··· Provided data

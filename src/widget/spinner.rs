use ratatui::Frame;
use ratatui::layout::{Constraint, Rect};
use ratatui::style::Style;
use throbber_widgets_tui::WhichUse::Spin;
use throbber_widgets_tui::{BRAILLE_SIX, Throbber, ThrobberState};

use crate::Theme;

pub struct Spinner {
    throbber_state: ThrobberState,
    label: Option<&'static str>,
}

impl Spinner {
    pub fn new() -> Self {
        Self {
            throbber_state: ThrobberState::default(),
            label: None,
        }
    }

    pub fn set_label(&mut self, label: &'static str) {
        self.label = Some(label);
    }

    pub fn on_tick(&mut self) {
        self.throbber_state.calc_next();
    }

    pub fn render(&mut self, frame: &mut Frame, area: Rect, theme: &Theme) {
        let mut throbber = Throbber::default()
            .throbber_set(BRAILLE_SIX)
            .use_type(Spin)
            .throbber_style(Style::default().fg(theme.lavender))
            .style(Style::default().fg(theme.subtext1));

        // The throbber itself uses 1-character width
        let mut width = 1u16;

        if let Some(label) = self.label {
            throbber = throbber.label(label);
            width += label.len() as u16 + 1; // +1 for space between throbber and label
        }

        let area = area.centered(Constraint::Length(width), Constraint::Length(1));

        frame.render_stateful_widget(throbber, area, &mut self.throbber_state);
    }
}

impl Default for Spinner {
    fn default() -> Self {
        Self::new()
    }
}
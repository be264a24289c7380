use std::fmt::Display;

use chrono::{DateTime, Utc};
use serde::{Deserialize, Serialize};

/// A single rentable skip option for a location.
///
/// Mirrors the record shape returned by `/skips/by-location`. The
/// `transport_cost` and `per_tonne_cost` fields are decimal strings the UI
/// treats as opaque; `forbidden`, `allowed_on_road` and `allows_heavy_waste`
/// are part of the contract but drive no behavior in this view.
#[derive(Debug, Clone, PartialEq, Serialize, Deserialize)]
pub struct SkipOffering {
    pub id: u64,
    /// Capacity in cubic yards.
    pub size: u32,
    pub hire_period_days: u32,
    pub transport_cost: String,
    pub per_tonne_cost: String,
    pub price_before_vat: f64,
    /// Tax amount, additive (not a rate).
    pub vat: f64,
    pub postcode: String,
    pub area: String,
    pub forbidden: bool,
    pub created_at: DateTime<Utc>,
    pub updated_at: DateTime<Utc>,
    pub allowed_on_road: bool,
    pub allows_heavy_waste: bool,
}

impl SkipOffering {
    /// VAT-inclusive price.
    #[must_use]
    pub fn total_price(&self) -> f64 {
        self.price_before_vat + self.vat
    }

    /// Total price formatted to exactly two decimal places, display only.
    #[must_use]
    pub fn display_price(&self) -> String {
        format!("{:.2}", self.total_price())
    }
}

impl Display for SkipOffering {
    fn fmt(&self, f: &mut std::fmt::Formatter<'_>) -> std::fmt::Result {
        write!(f, "{}-Yard Skip", self.size)
    }
}

/// Fixture for unit tests across the crate.
#[cfg(test)]
pub(crate) fn test_offering(id: u64) -> SkipOffering {
    SkipOffering {
        id,
        size: 4,
        hire_period_days: 14,
        transport_cost: "0.00".to_string(),
        per_tonne_cost: "0.00".to_string(),
        price_before_vat: 150.00,
        vat: 30.00,
        postcode: "NR32".to_string(),
        area: "Lowestoft".to_string(),
        forbidden: false,
        created_at: Utc::now(),
        updated_at: Utc::now(),
        allowed_on_road: true,
        allows_heavy_waste: true,
    }
}

#[cfg(test)]
mod tests {
    use super::*;

    fn offering(id: u64) -> SkipOffering {
        test_offering(id)
    }

    #[test]
    fn display_price_adds_vat_to_base() {
        let o = offering(1);
        assert_eq!(o.display_price(), "180.00");
    }

    #[test]
    fn display_price_rounds_to_two_decimals() {
        let mut o = offering(1);
        o.price_before_vat = 175.995;
        o.vat = 35.199;
        assert_eq!(o.display_price(), "211.19");
    }

    #[test]
    fn display_price_is_stable_across_renders() {
        let o = offering(1);
        let first = o.display_price();
        for _ in 0..10 {
            assert_eq!(o.display_price(), first);
        }
    }

    #[test]
    fn deserializes_the_full_wire_contract() {
        let json = r#"{
            "id": 17933,
            "size": 4,
            "hire_period_days": 14,
            "transport_cost": "120.00",
            "per_tonne_cost": "84.00",
            "price_before_vat": 278.0,
            "vat": 55.6,
            "postcode": "NR32",
            "area": "Lowestoft",
            "forbidden": false,
            "created_at": "2025-04-03T13:51:46.897146Z",
            "updated_at": "2025-04-07T13:16:52.813Z",
            "allowed_on_road": true,
            "allows_heavy_waste": true
        }"#;
        let o: SkipOffering = serde_json::from_str(json).unwrap();
        assert_eq!(o.id, 17933);
        assert_eq!(o.size, 4);
        assert_eq!(o.hire_period_days, 14);
        assert_eq!(o.transport_cost, "120.00");
        assert!(!o.forbidden);
        assert!(o.allowed_on_road);
        assert_eq!(o.display_price(), "333.60");
    }

    #[test]
    fn display_names_the_size() {
        assert_eq!(offering(1).to_string(), "4-Yard Skip");
    }
}
use ratatui::Frame;
use ratatui::layout::Rect;
use ratatui::style::{Modifier, Style};
use ratatui::text::{Line, Span};
use ratatui::widgets::Paragraph;

use crate::Theme;

const STEPS: [&str; 6] = [
    "Postcode",
    "Waste Type",
    "Select Skip",
    "Permit Check",
    "Choose Date",
    "Payment",
];

/// Checkout progress indicator.
///
/// Steps before the current one render as completed, the current one is
/// highlighted, later ones are dimmed. Purely informational.
pub struct StepsBar {
    current: usize,
}

impl StepsBar {
    #[must_use]
    pub const fn new(current: usize) -> Self {
        Self { current }
    }

    fn marker(&self, index: usize) -> String {
        if index < self.current {
            "✔".to_string()
        } else {
            (index + 1).to_string()
        }
    }

    pub fn render(&self, frame: &mut Frame, area: Rect, theme: &Theme) {
        let mut spans = Vec::new();
        for (index, name) in STEPS.iter().enumerate() {
            if index > 0 {
                spans.push(Span::styled(" › ", Style::default().fg(theme.overlay0)));
            }

            let style = if index < self.current {
                Style::default().fg(theme.green)
            } else if index == self.current {
                Style::default().fg(theme.blue).add_modifier(Modifier::BOLD)
            } else {
                Style::default().fg(theme.overlay0)
            };
            spans.push(Span::styled(format!("{} {name}", self.marker(index)), style));
        }

        frame.render_widget(Paragraph::new(Line::from(spans).centered()), area);
    }
}

#[cfg(test)]
mod tests {
    use super::*;

    #[test]
    fn completed_steps_show_a_check_mark() {
        let bar = StepsBar::new(2);
        assert_eq!(bar.marker(0), "✔");
        assert_eq!(bar.marker(1), "✔");
    }

    #[test]
    fn current_and_pending_steps_show_their_number() {
        let bar = StepsBar::new(2);
        assert_eq!(bar.marker(2), "3");
        assert_eq!(bar.marker(5), "6");
    }
}
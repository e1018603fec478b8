//! Load a listings CSV into a cleaned, immutable [`Table`].
//!
//! Cleaning, in order:
//!
//! 1. Empty salary cells become 0.
//! 2. Salary cells that are not finite numbers become 0.
//! 3. A zero `avg_salary` is replaced by the midpoint of `min_salary` and
//!    `max_salary` when both are positive.
//! 4. `Location` keeps only the part before the first comma, trimmed.
//! 5. `Job Title` is trimmed.

use std::collections::BTreeMap;
use std::path::Path;

use crate::api::logs::{log_error, log_info, log_success};
use crate::error::{LoadError, LoadResult};
use crate::models::{Listing, Table};
use crate::parser::{parse_bytes_auto, parse_csv_file_auto, ParseResult};

pub const JOB_TITLE: &str = "Job Title";
pub const COMPANY: &str = "Company";
pub const LOCATION: &str = "Location";
pub const MIN_SALARY: &str = "min_salary";
pub const MAX_SALARY: &str = "max_salary";
pub const AVG_SALARY: &str = "avg_salary";

/// Columns a listings CSV must have.
pub const REQUIRED_COLUMNS: [&str; 6] = [JOB_TITLE, COMPANY, LOCATION, MIN_SALARY, MAX_SALARY, AVG_SALARY];

/// A loaded table together with what the parser detected.
#[derive(Debug, Clone)]
pub struct LoadReport {
    pub table: Table,
    pub encoding: String,
    pub delimiter: char,
    pub columns: Vec<String>,
}

/// Load a listings CSV, degrading to an empty table on any failure.
///
/// The failure is logged rather than returned, so every query still has a
/// table to run against.
pub fn load<P: AsRef<Path>>(path: P) -> Table {
    let path = path.as_ref();
    match try_load(path) {
        Ok(table) => table,
        Err(e) => {
            log_error(format!("Error loading data from {}: {}", path.display(), e));
            Table::empty()
        }
    }
}

/// Load a listings CSV, returning the failure to the caller.
pub fn try_load<P: AsRef<Path>>(path: P) -> LoadResult<Table> {
    load_report(path).map(|report| report.table)
}

/// Load a listings CSV and keep the detected encoding, delimiter and columns.
pub fn load_report<P: AsRef<Path>>(path: P) -> LoadResult<LoadReport> {
    let path = path.as_ref();
    log_info(format!("Loading listings from {}", path.display()));

    let parsed = parse_csv_file_auto(path)?;
    let report = build_report(parsed)?;

    log_success(format!("Successfully loaded data with {} records", report.table.len()));
    Ok(report)
}

/// Load listings from raw CSV bytes.
pub fn load_bytes(bytes: &[u8]) -> LoadResult<Table> {
    let parsed = parse_bytes_auto(bytes)?;
    from_parsed(&parsed)
}

/// Map parsed CSV rows to cleaned listings.
pub fn from_parsed(parsed: &ParseResult) -> LoadResult<Table> {
    let columns = ColumnIndex::resolve(parsed)?;
    Ok(parsed.rows.iter().map(|row| columns.listing(row)).collect())
}

fn build_report(parsed: ParseResult) -> LoadResult<LoadReport> {
    let table = from_parsed(&parsed)?;
    Ok(LoadReport {
        table,
        encoding: parsed.encoding,
        delimiter: parsed.delimiter,
        columns: parsed.headers,
    })
}

/// Positions of the interpreted columns in a parsed file.
struct ColumnIndex {
    job_title: usize,
    company: usize,
    location: usize,
    min_salary: usize,
    max_salary: usize,
    avg_salary: usize,
    extra: Vec<(usize, String)>,
}

impl ColumnIndex {
    fn resolve(parsed: &ParseResult) -> LoadResult<Self> {
        let find = |name: &str| {
            parsed
                .column(name)
                .ok_or_else(|| LoadError::MissingColumn(name.to_string()))
        };

        let extra = parsed
            .headers
            .iter()
            .enumerate()
            .filter(|(_, h)| !h.is_empty() && !REQUIRED_COLUMNS.contains(&h.as_str()))
            .map(|(i, h)| (i, h.clone()))
            .collect();

        Ok(Self {
            job_title: find(JOB_TITLE)?,
            company: find(COMPANY)?,
            location: find(LOCATION)?,
            min_salary: find(MIN_SALARY)?,
            max_salary: find(MAX_SALARY)?,
            avg_salary: find(AVG_SALARY)?,
            extra,
        })
    }

    fn listing(&self, row: &[String]) -> Listing {
        let cell = |i: usize| row.get(i).map(String::as_str).unwrap_or("");

        let min_salary = parse_salary(cell(self.min_salary));
        let max_salary = parse_salary(cell(self.max_salary));
        let avg_salary = derive_avg_salary(min_salary, max_salary, parse_salary(cell(self.avg_salary)));

        let extra: BTreeMap<String, String> = self
            .extra
            .iter()
            .map(|(i, name)| (name.clone(), cell(*i).to_string()))
            .collect();

        Listing {
            job_title: cell(self.job_title).trim().to_string(),
            company: cell(self.company).to_string(),
            location: primary_location(cell(self.location)),
            min_salary,
            max_salary,
            avg_salary,
            extra,
        }
    }
}

/// Parse a salary cell. Empty, non-numeric and non-finite values become 0.
pub fn parse_salary(raw: &str) -> f64 {
    raw.trim()
        .parse::<f64>()
        .ok()
        .filter(|v| v.is_finite())
        .unwrap_or(0.0)
}

/// Midpoint of the bounds when the average is missing and both bounds are known.
pub fn derive_avg_salary(min_salary: f64, max_salary: f64, avg_salary: f64) -> f64 {
    if avg_salary == 0.0 && min_salary > 0.0 && max_salary > 0.0 {
        min_salary / 2.0 + max_salary / 2.0
    } else {
        avg_salary
    }
}

/// `"Bangalore, Karnataka"` -> `"Bangalore"`.
pub fn primary_location(raw: &str) -> String {
    raw.split(',').next().unwrap_or("").trim().to_string()
}

#[cfg(test)]
mod tests {
    use super::*;
    use std::io::Write;
    use tempfile::NamedTempFile;

    const HEADER: &str = "Job Title,Company,Location,min_salary,max_salary,avg_salary";

    fn write_csv(content: &str) -> NamedTempFile {
        let mut file = NamedTempFile::new().unwrap();
        file.write_all(content.as_bytes()).unwrap();
        file
    }

    #[test]
    fn test_cleaning_round_trip() {
        let csv = format!("{HEADER}\nA ,Acme,\"X, Y\",10,20,0\n");
        let table = load_bytes(csv.as_bytes()).unwrap();

        assert_eq!(table.len(), 1);
        let listing = &table.listings()[0];
        assert_eq!(listing.job_title, "A");
        assert_eq!(listing.location, "X");
        assert_eq!(listing.avg_salary, 15.0);
        assert_eq!(listing.min_salary, 10.0);
        assert_eq!(listing.max_salary, 20.0);
    }

    #[test]
    fn test_missing_and_non_numeric_salaries_become_zero() {
        let csv = format!("{HEADER}\nDev,Acme,Pune,,abc,\nOps,Beta,Delhi,NaN,inf,12\n");
        let table = load_bytes(csv.as_bytes()).unwrap();

        let first = &table.listings()[0];
        assert_eq!((first.min_salary, first.max_salary, first.avg_salary), (0.0, 0.0, 0.0));

        let second = &table.listings()[1];
        assert_eq!((second.min_salary, second.max_salary, second.avg_salary), (0.0, 0.0, 12.0));
    }

    #[test]
    fn test_avg_not_derived_when_present_or_bound_missing() {
        assert_eq!(derive_avg_salary(10.0, 20.0, 18.0), 18.0);
        assert_eq!(derive_avg_salary(0.0, 20.0, 0.0), 0.0);
        assert_eq!(derive_avg_salary(10.0, 0.0, 0.0), 0.0);
        assert_eq!(derive_avg_salary(5000.0, 10000.0, 0.0), 7500.0);
    }

    #[test]
    fn test_derived_avg_stays_finite_for_huge_bounds() {
        let csv = format!("{HEADER}\nA,B,C,1e308,1.5e308,0\n");
        let table = load_bytes(csv.as_bytes()).unwrap();

        let avg = table.listings()[0].avg_salary;
        assert!(avg.is_finite());
        assert!((avg - 1.25e308).abs() < 1e295);

        let json = serde_json::to_value(&table.listings()[0]).unwrap();
        assert!(json["avg_salary"].is_f64());
    }

    #[test]
    fn test_utf8_names_not_redecoded() {
        let csv = format!("{HEADER}\nWeb Development,Zoë Labs,Pune,1,2,0\n");
        let table = load_bytes(csv.as_bytes()).unwrap();
        assert_eq!(table.listings()[0].company, "Zoë Labs");

        let file = write_csv(&format!("\u{feff}{HEADER}\nDéveloppeur,Société Générale,Paris,1,2,0\n"));
        let report = load_report(file.path()).unwrap();
        assert_eq!(report.encoding, "utf-8");
        assert_eq!(report.table.listings()[0].job_title, "Développeur");
        assert_eq!(report.table.listings()[0].company, "Société Générale");
    }

    #[test]
    fn test_delimiter_only_row_kept() {
        let csv = format!("{HEADER}\nDev,Acme,Pune,1,2,0\n,,,,,\n");
        let table = load_bytes(csv.as_bytes()).unwrap();

        assert_eq!(table.len(), 2);
        let blank = &table.listings()[1];
        assert_eq!(blank.job_title, "");
        assert_eq!(blank.company, "");
        assert_eq!((blank.min_salary, blank.max_salary, blank.avg_salary), (0.0, 0.0, 0.0));
    }

    #[test]
    fn test_primary_location() {
        assert_eq!(primary_location("Bangalore, Karnataka"), "Bangalore");
        assert_eq!(primary_location("  Work From Home "), "Work From Home");
        assert_eq!(primary_location(""), "");
        assert_eq!(primary_location(",Mumbai"), "");
    }

    #[test]
    fn test_extra_columns_carried() {
        let csv = "Job Title,Duration,Company,Location,min_salary,max_salary,avg_salary\n\
                   Dev,6 Months,Acme,Pune,1,2,0\n";
        let table = load_bytes(csv.as_bytes()).unwrap();

        let listing = &table.listings()[0];
        assert_eq!(listing.extra.get("Duration").map(String::as_str), Some("6 Months"));
        assert_eq!(listing.extra.len(), 1);
        assert_eq!(listing.avg_salary, 1.5);
    }

    #[test]
    fn test_missing_required_column() {
        let csv = "Job Title,Company,min_salary,max_salary,avg_salary\nDev,Acme,1,2,3\n";
        let err = load_bytes(csv.as_bytes()).unwrap_err();
        assert!(matches!(err, LoadError::MissingColumn(ref c) if c == "Location"));
    }

    #[test]
    fn test_load_from_file() {
        let file = write_csv(&format!("{HEADER}\nDev,Acme,Pune,100,200,150\nQA,Beta,Delhi,,,\n"));

        let report = load_report(file.path()).unwrap();
        assert_eq!(report.table.len(), 2);
        assert_eq!(report.delimiter, ',');
        assert_eq!(report.columns.len(), 6);

        assert_eq!(load(file.path()).len(), 2);
    }

    #[test]
    fn test_load_missing_file_degrades_to_empty() {
        let table = load("/no/such/dir/CleanedData.csv");
        assert!(table.is_empty());
        assert!(try_load("/no/such/dir/CleanedData.csv").is_err());
    }

    #[test]
    fn test_load_malformed_file_degrades_to_empty() {
        let file = write_csv("this is not,a listings file\n1,2\n");
        assert!(load(file.path()).is_empty());
    }
}
//! Read-only aggregations over a listings [`Table`](crate::models::Table).
//!
//! Every function borrows the table and never mutates it, so any number of
//! request handlers can run them concurrently on the same `Arc<Table>`.
//!
//! Ordering is deterministic: groups are kept in first-occurrence order and
//! all ranking sorts are stable, so ties keep that order.

pub mod compare;
pub mod counts;
pub mod filter;
pub mod insights;
pub mod salary;

pub use compare::{compare_domains, summarize_domain, MISSING_DOMAINS, TOP_N};
pub use counts::{all_domains, all_locations, company_hiring, jobs_by_city, top_domains};
pub use filter::{filter_listings, FilterParams, ALL};
pub use insights::key_insights;
pub use salary::{salary_insights, salary_ranges};

use std::collections::HashMap;

use crate::models::Listing;

/// Default number of rows returned by the ranking queries.
pub const DEFAULT_LIMIT: usize = 10;

/// Groups keyed by a string, in first-occurrence order.
pub(crate) struct Groups<'a, T> {
    index: HashMap<&'a str, usize>,
    groups: Vec<(&'a str, T)>,
}

impl<'a, T: Default> Groups<'a, T> {
    pub(crate) fn new() -> Self {
        Self {
            index: HashMap::new(),
            groups: Vec::new(),
        }
    }

    /// Accumulator for `key`, created on first sight.
    pub(crate) fn entry(&mut self, key: &'a str) -> &mut T {
        let groups = &mut self.groups;
        let idx = *self.index.entry(key).or_insert_with(|| {
            groups.push((key, T::default()));
            groups.len() - 1
        });
        &mut self.groups[idx].1
    }

    pub(crate) fn len(&self) -> usize {
        self.groups.len()
    }

    pub(crate) fn iter(&self) -> impl Iterator<Item = &(&'a str, T)> {
        self.groups.iter()
    }

    pub(crate) fn into_vec(self) -> Vec<(&'a str, T)> {
        self.groups
    }
}

/// Running sum of one salary column.
///
/// Keeps an incremental mean next to the plain sum: the sum is exact for
/// ordinary data, the incremental mean stays finite when the sum overflows.
#[derive(Debug, Default, Clone, Copy)]
pub(crate) struct ColumnSum {
    sum: f64,
    running: f64,
}

impl ColumnSum {
    fn add(&mut self, value: f64, count: usize) {
        let n = count as f64;
        self.sum += value;
        self.running += value / n - self.running / n;
    }

    fn mean(&self, count: usize) -> f64 {
        let mean = self.sum / count as f64;
        if mean.is_finite() {
            mean
        } else {
            self.running
        }
    }
}

/// Running salary sums for one group.
#[derive(Debug, Default, Clone, Copy)]
pub(crate) struct SalarySums {
    pub count: usize,
    min: ColumnSum,
    max: ColumnSum,
    avg: ColumnSum,
}

impl SalarySums {
    pub(crate) fn add(&mut self, listing: &Listing) {
        self.count += 1;
        self.min.add(listing.min_salary, self.count);
        self.max.add(listing.max_salary, self.count);
        self.avg.add(listing.avg_salary, self.count);
    }

    /// Mean of `column`; `None` for an empty group or a non-finite result.
    fn mean(&self, column: &ColumnSum) -> Option<f64> {
        (self.count > 0)
            .then(|| column.mean(self.count))
            .filter(|mean| mean.is_finite())
    }

    pub(crate) fn mean_min(&self) -> Option<f64> {
        self.mean(&self.min)
    }

    pub(crate) fn mean_max(&self) -> Option<f64> {
        self.mean(&self.max)
    }

    pub(crate) fn mean_avg(&self) -> Option<f64> {
        self.mean(&self.avg)
    }
}

/// Count occurrences of each key, most frequent first.
pub(crate) fn value_counts<'a>(keys: impl IntoIterator<Item = &'a str>) -> Vec<(&'a str, usize)> {
    let mut groups: Groups<'a, usize> = Groups::new();
    for key in keys {
        *groups.entry(key) += 1;
    }
    let mut counts = groups.into_vec();
    counts.sort_by(|a, b| b.1.cmp(&a.1));
    counts
}

/// Distinct keys in first-occurrence order.
pub(crate) fn distinct<'a>(keys: impl IntoIterator<Item = &'a str>) -> Vec<String> {
    let mut groups: Groups<'a, ()> = Groups::new();
    for key in keys {
        groups.entry(key);
    }
    groups.into_vec().into_iter().map(|(k, _)| k.to_string()).collect()
}


#[cfg(test)]
mod tests {
    use super::*;

    #[test]
    fn test_value_counts_stable_ties() {
        let counts = value_counts(["b", "a", "c", "a", "b", "d"]);
        assert_eq!(counts, vec![("b", 2), ("a", 2), ("c", 1), ("d", 1)]);
    }

    #[test]
    fn test_distinct_first_occurrence() {
        assert_eq!(distinct(["x", "y", "x", "z", "y"]), vec!["x", "y", "z"]);
        assert!(distinct(std::iter::empty::<&str>()).is_empty());
    }

    #[test]
    fn test_salary_sums_mean() {
        let mut sums = SalarySums::default();
        assert_eq!(sums.mean_avg(), None);

        sums.add(&Listing::new("A", "B", "C", 10.0, 30.0, 20.0));
        sums.add(&Listing::new("A", "B", "C", 20.0, 50.0, 35.0));
        assert_eq!(sums.mean_min(), Some(15.0));
        assert_eq!(sums.mean_max(), Some(40.0));
        assert_eq!(sums.mean_avg(), Some(27.5));
    }

    #[test]
    fn test_salary_sums_mean_near_f64_max() {
        let mut sums = SalarySums::default();
        sums.add(&Listing::new("A", "B", "C", 1e308, 1.5e308, 1.25e308));
        sums.add(&Listing::new("A", "B", "C", 1.5e308, 1.7e308, 1.6e308));

        let min = sums.mean_min().unwrap();
        let avg = sums.mean_avg().unwrap();
        assert!(min.is_finite() && avg.is_finite());
        assert!((min - 1.25e308).abs() < 1e295);
        assert!((avg - 1.425e308).abs() < 1e295);
        assert!(sums.mean_max().unwrap().is_finite());
    }
}
//! HTTP API module.
//!
//! This module provides the HTTP server, shared state, and API types.

pub mod logs;
pub mod server;
pub mod state;
pub mod types;

pub use logs::*;
pub use server::{cors_layer, router, start_server};
pub use state::AppState;
pub use types::*;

······

# [What is expected]
Locate the word "Some" in the entries, and copy every line where it is found.

# [Answer space]
        self.label = Some(label);
        if let Some(label) = self.label {
        assert_eq!(listing.extra.get("Duration").map(String::as_str), Some("6 Months"));
        assert_eq!(sums.mean_min(), Some(15.0));
        assert_eq!(sums.mean_max(), Some(40.0));
        assert_eq!(sums.mean_avg(), Some(27.5));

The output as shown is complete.